Hugo quedó meditabundo. La Dama Loba cultivaba su propia religión, una religión donde el amor era dios y ella, la papisa. Y tenía intenciones ocultas.
68
«N'Uget, et eu vauc si nutz
que, laire si m'encontrava,
no.m toldria si no.m dava.»
[(«Huget, voy tan desnudo que,
si a un ladrón me encontrara,
robarme no pudiera si antes no me daba.»)]
Respuesta de Reculaire a Hugo de Mataplana
Aquella tarde, al iniciarse el ocaso, Peyre Roger de Cabaret se levantó de su asiento en la cabecera de la mesa en la alta terraza de la fortaleza e interrumpió los cantos y malabarismos de los juglares. Alzó su copa, que brillaba con los últimos rayos de sol, hacia sus invitados, para declamar con voz potente:
– Éste es el castillo del Grial. Aquí atesoramos el honor, la poesía, la libertad de creencias y la Fin'Amor, en un mundo donde el Joy se extingue a causa de un Apocalipsis fanático y bárbaro al que llaman cruzada. Nosotros continuaremos cantando, recitando, amando hasta el último de nuestros días. Quiero recordar a nuestro señor, el vizconde Raimon Roger Trencavel, que ahora está anillado a la pared de una mazmorra, con las argollas de sucio hierro cortándole la carne, y sufre sin luz, sin música, sin amor…
Todos sabemos que nunca saldrá vivo de su prisión, que será asesinado. En honor de este modelo de caballeros, señor del Joy, bebamos, riamos, cantemos, amemos…
Un clamor de vivas y aplausos se elevó entre los comensales. Peyre Roger reclamó silencio para continuar.
– Y también luchemos. Por él y por los desterrados de Carcasona, por todos los que murieron en los caminos. Mañana, a la amanecida, convoco a los caballeros del castillo y visitantes a una expedición de castigo contra los cruzados. ¡Por nuestro vizconde!
Sus palabras denotaban la emoción y los ojos de Peyre Roger se llenaron de lágrimas. De nuevo vítores.
El faidit Isarn brindó de pie, uniéndose al clamor de los demás, mientras observaba a todos los caballeros tratando de identificar al de Montmorency.
Precisamente era al mismo, a Guillermo, a quien Hugo miraba de forma torva, imaginando su muerte.

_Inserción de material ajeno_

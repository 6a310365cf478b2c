//! End-to-end tests: calls fired through a `QueryLink` over an in-memory
//! duplex link into a served dispatcher.

use std::sync::atomic::AtomicI32;
use std::sync::atomic::AtomicUsize;
use std::sync::atomic::Ordering;
use std::sync::Arc;
use std::time::Duration;

use rand::Rng;
use tokio::sync::Mutex;

use fleetpack::ObjectCodec;
use fleetpack::TypeDesc;
use fleetpack::Value;
use fleetrpc::Channel;
use fleetrpc::Fault;
use fleetrpc::Rpc;
use fleetrpc::RpcError;
use fleetrun::serve;
use fleetrun::ByteLink;
use fleetrun::DirectChannel;
use fleetrun::Dispatcher;
use fleetrun::DuplexLink;
use fleetrun::HandlerBuilder;
use fleetrun::HandlerRegistry;
use fleetrun::QueryLink;

type R<T> = anyhow::Result<T>;

fn init_tracing() {
    use tracing_subscriber::EnvFilter;
    let _ = tracing_subscriber::fmt()
        .with_env_filter(EnvFilter::from_default_env())
        .try_init();
}

fn arg_i32(args: &[Value], i: usize) -> std::result::Result<i32, Fault> {
    args.get(i)
        .and_then(Value::as_i32)
        .ok_or_else(|| Fault::bare("bad-argument"))
}

/// Calculator plus chain fixtures plus a side-effect counter target.
fn build_cluster() -> R<(Arc<Dispatcher>, Arc<AtomicI32>)> {
    let registry = Arc::new(HandlerRegistry::new());

    let calculator = HandlerBuilder::new("calculator")
        .method("add", vec![TypeDesc::I32, TypeDesc::I32], TypeDesc::I32, |_, args| {
            Ok(Value::I32(arg_i32(args, 0)? + arg_i32(args, 1)?))
        })?
        .method("divide", vec![TypeDesc::I32, TypeDesc::I32], TypeDesc::I32, |_, args| {
            let num = arg_i32(args, 0)?;
            let den = arg_i32(args, 1)?;
            if den == 0 {
                return Err(Fault::new("divide-by-zero", "denominator was zero"));
            }
            Ok(Value::I32(num / den))
        })?
        .build();
    registry.register(calculator)?;

    let maker = HandlerBuilder::new("maker")
        .method("make", vec![], TypeDesc::I32, |_, _| Ok(Value::I32(10)))?
        .build();
    registry.register(maker)?;

    let adder = HandlerBuilder::new("adder")
        .method("add_to", vec![TypeDesc::I32], TypeDesc::I32, |context, args| {
            let base = context
                .and_then(Value::as_i32)
                .ok_or_else(|| Fault::bare("missing-context"))?;
            Ok(Value::I32(base + arg_i32(args, 0)?))
        })?
        .build();
    registry.register(adder)?;

    let bumps = Arc::new(AtomicI32::new(0));
    let count = bumps.clone();
    let counter = HandlerBuilder::new("counter")
        .method("bump", vec![], TypeDesc::I32, move |_, _| {
            Ok(Value::I32(count.fetch_add(1, Ordering::SeqCst) + 1))
        })?
        .build();
    registry.register(counter)?;

    let dispatcher = Dispatcher::new(registry, Arc::new(ObjectCodec::new()));
    Ok((Arc::new(dispatcher), bumps))
}

/// Serves the dispatcher on one end of an in-memory link and hands back a
/// channel speaking to it from the other end.
fn start_server(dispatcher: Arc<Dispatcher>) -> QueryLink {
    let (client, server) = DuplexLink::pair();
    tokio::spawn(serve(Arc::new(server), dispatcher));
    QueryLink::new(Box::new(client))
}

#[tokio::test]
async fn calculator_add_end_to_end() -> R<()> {
    init_tracing();
    let (dispatcher, _) = build_cluster()?;
    let codec = dispatcher.codec().clone();
    let channel = start_server(dispatcher);

    let add = Rpc::new("calculator", "add", vec![Value::I32(2), Value::I32(3)], TypeDesc::I32);
    let result = add.fire_sync(&codec, &channel).await?;
    assert_eq!(result, Value::I32(5));
    Ok(())
}

#[tokio::test]
async fn fired_handle_resolves_off_task() -> R<()> {
    init_tracing();
    let (dispatcher, _) = build_cluster()?;
    let codec = dispatcher.codec().clone();
    let channel: Arc<dyn Channel> = Arc::new(start_server(dispatcher));

    let add = Rpc::new("calculator", "add", vec![Value::I32(20), Value::I32(22)], TypeDesc::I32);
    let handle = add.fire(codec, channel);
    assert_eq!(handle.await??, Value::I32(42));
    Ok(())
}

#[tokio::test]
async fn divide_by_zero_surfaces_as_execution_error() -> R<()> {
    init_tracing();
    let (dispatcher, _) = build_cluster()?;
    let codec = dispatcher.codec().clone();
    let channel = start_server(dispatcher);

    let divide = Rpc::new("calculator", "divide", vec![Value::I32(1), Value::I32(0)], TypeDesc::I32);
    match divide.fire_sync(&codec, &channel).await {
        Err(RpcError::Execution(fault)) => {
            assert_eq!(fault.kind, "divide-by-zero");
            assert_eq!(fault.message.as_deref(), Some("denominator was zero"));
        }
        other => panic!("expected an execution error, got {:?}", other),
    }
    Ok(())
}

#[tokio::test]
async fn unknown_target_surfaces_as_execution_error() -> R<()> {
    init_tracing();
    let (dispatcher, _) = build_cluster()?;
    let codec = dispatcher.codec().clone();
    let channel = start_server(dispatcher);

    let call = Rpc::new("nope", "anything", vec![], TypeDesc::I32);
    match call.fire_sync(&codec, &channel).await {
        Err(RpcError::Execution(fault)) => assert_eq!(fault.kind, "unknown-target"),
        other => panic!("expected an execution error, got {:?}", other),
    }
    Ok(())
}

#[tokio::test]
async fn fire_and_forget_runs_the_side_effect() -> R<()> {
    init_tracing();
    let (dispatcher, bumps) = build_cluster()?;
    let codec = dispatcher.codec().clone();
    let channel = start_server(dispatcher);

    let bump = Rpc::new("counter", "bump", vec![], TypeDesc::I32);
    bump.fire_and_forget(&codec, &channel).await?;

    // the one-way races the assertion; poll briefly
    for _ in 0..100 {
        if bumps.load(Ordering::SeqCst) == 1 {
            return Ok(());
        }
        tokio::time::sleep(Duration::from_millis(5)).await;
    }
    panic!("one-way side effect never happened");
}

/// Counts frames leaving the client so a test can assert how many round
/// trips a call cost.
struct CountingLink {
    inner: DuplexLink,
    sent: Arc<AtomicUsize>,
}

#[async_trait::async_trait]
impl ByteLink for CountingLink {
    async fn send(&self, frame: Vec<u8>) -> fleetrpc::channel::Result<()> {
        self.sent.fetch_add(1, Ordering::SeqCst);
        self.inner.send(frame).await
    }

    async fn recv(&self) -> Option<Vec<u8>> {
        self.inner.recv().await
    }
}

#[tokio::test]
async fn three_entry_chain_costs_one_round_trip() -> R<()> {
    init_tracing();
    let (dispatcher, _) = build_cluster()?;
    let codec = dispatcher.codec().clone();

    let (client, server) = DuplexLink::pair();
    tokio::spawn(serve(Arc::new(server), dispatcher));
    let sent = Arc::new(AtomicUsize::new(0));
    let channel = QueryLink::new(Box::new(CountingLink { inner: client, sent: sent.clone() }));

    // 10, +5, +7
    let chain = Rpc::new("maker", "make", vec![], TypeDesc::I32)
        .join(Rpc::new("adder", "add_to", vec![Value::I32(5)], TypeDesc::I32))
        .join(Rpc::new("adder", "add_to", vec![Value::I32(7)], TypeDesc::I32));
    let result = chain.fire_sync(&codec, &channel).await?;

    assert_eq!(result, Value::I32(22));
    assert_eq!(sent.load(Ordering::SeqCst), 1);
    Ok(())
}

/// Releases client-bound reply frames in reverse order, two at a time, to
/// prove correlation does not rely on arrival order.
struct ReversingLink {
    inner: DuplexLink,
    held: Mutex<Option<Vec<u8>>>,
}

#[async_trait::async_trait]
impl ByteLink for ReversingLink {
    async fn send(&self, frame: Vec<u8>) -> fleetrpc::channel::Result<()> {
        let mut held = self.held.lock().await;
        match held.take() {
            Some(first) => {
                self.inner.send(frame).await?;
                self.inner.send(first).await
            }
            None => {
                *held = Some(frame);
                Ok(())
            }
        }
    }

    async fn recv(&self) -> Option<Vec<u8>> {
        self.inner.recv().await
    }
}

#[tokio::test]
async fn replies_correlate_out_of_order() -> R<()> {
    init_tracing();
    let (dispatcher, _) = build_cluster()?;
    let codec = dispatcher.codec().clone();

    let (client, server) = DuplexLink::pair();
    let reversing = ReversingLink { inner: server, held: Mutex::new(None) };
    tokio::spawn(async move {
        let link: Arc<dyn ByteLink> = Arc::new(reversing);
        serve(link, dispatcher).await;
    });
    let channel = Arc::new(QueryLink::new(Box::new(client)));

    let small = Rpc::new("calculator", "add", vec![Value::I32(1), Value::I32(2)], TypeDesc::I32);
    let large = Rpc::new("calculator", "add", vec![Value::I32(10), Value::I32(20)], TypeDesc::I32);

    let (a, b) = tokio::join!(
        small.fire_sync(&codec, channel.as_ref()),
        large.fire_sync(&codec, channel.as_ref()),
    );
    assert_eq!(a?, Value::I32(3));
    assert_eq!(b?, Value::I32(30));
    Ok(())
}

#[tokio::test]
async fn concurrent_queries_all_correlate() -> R<()> {
    init_tracing();
    let (dispatcher, _) = build_cluster()?;
    let codec = dispatcher.codec().clone();
    let channel: Arc<dyn Channel> = Arc::new(start_server(dispatcher));

    let mut expected = Vec::new();
    let mut handles = Vec::new();
    let mut rng = rand::thread_rng();
    for _ in 0..16 {
        let x: i32 = rng.gen_range(0..1000);
        let y: i32 = rng.gen_range(0..1000);
        expected.push(x + y);
        let add = Rpc::new("calculator", "add", vec![Value::I32(x), Value::I32(y)], TypeDesc::I32);
        handles.push(add.fire(codec.clone(), channel.clone()));
    }
    for (handle, want) in handles.into_iter().zip(expected) {
        assert_eq!(handle.await??, Value::I32(want));
    }
    Ok(())
}

#[tokio::test]
async fn direct_channel_loops_back_in_process() -> R<()> {
    init_tracing();
    let (dispatcher, _) = build_cluster()?;
    let codec = dispatcher.codec().clone();
    let channel = DirectChannel::new(dispatcher);

    let add = Rpc::new("calculator", "add", vec![Value::I32(2), Value::I32(3)], TypeDesc::I32);
    assert_eq!(add.fire_sync(&codec, &channel).await?, Value::I32(5));
    Ok(())
}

La cena terminó pronto y sólo las damas continuaron la velada. Los caballeros, en especial los foráneos, se afanaron para completar el equipo, pidiendo prestado lo que les pudiera faltar, asegurándose de que cascos, espuelas, mallas y armas estuvieran en condiciones. Guillermo se ocupó particularmente de su escudo. Cuando Hugo le vio tan atareado, en compañía de un artesano local, bajo la mirada curiosa de Bruna, no pudo menos que preguntar. -¿Qué pintáis? -¿No lo veis? -repuso el franco-. Un ruiseñor rojo sobre un fondo gualda.
– ¿Un ruiseñor? -se sorprendió el catalán.
– Naturalmente; en honor a mi dama. Ésta es mi enseña a partir de ahora.
Hugo se fue murmurando; aquello no le gustaba, pero se dijo que al día siguiente solucionaría aquel asunto. A la menor duda, al menor síntoma de traición o cobardía, terminaría con él. En realidad, no necesitaba ni siquiera motivo. Le diría a Bruna que su muerte era obra de los cruzados.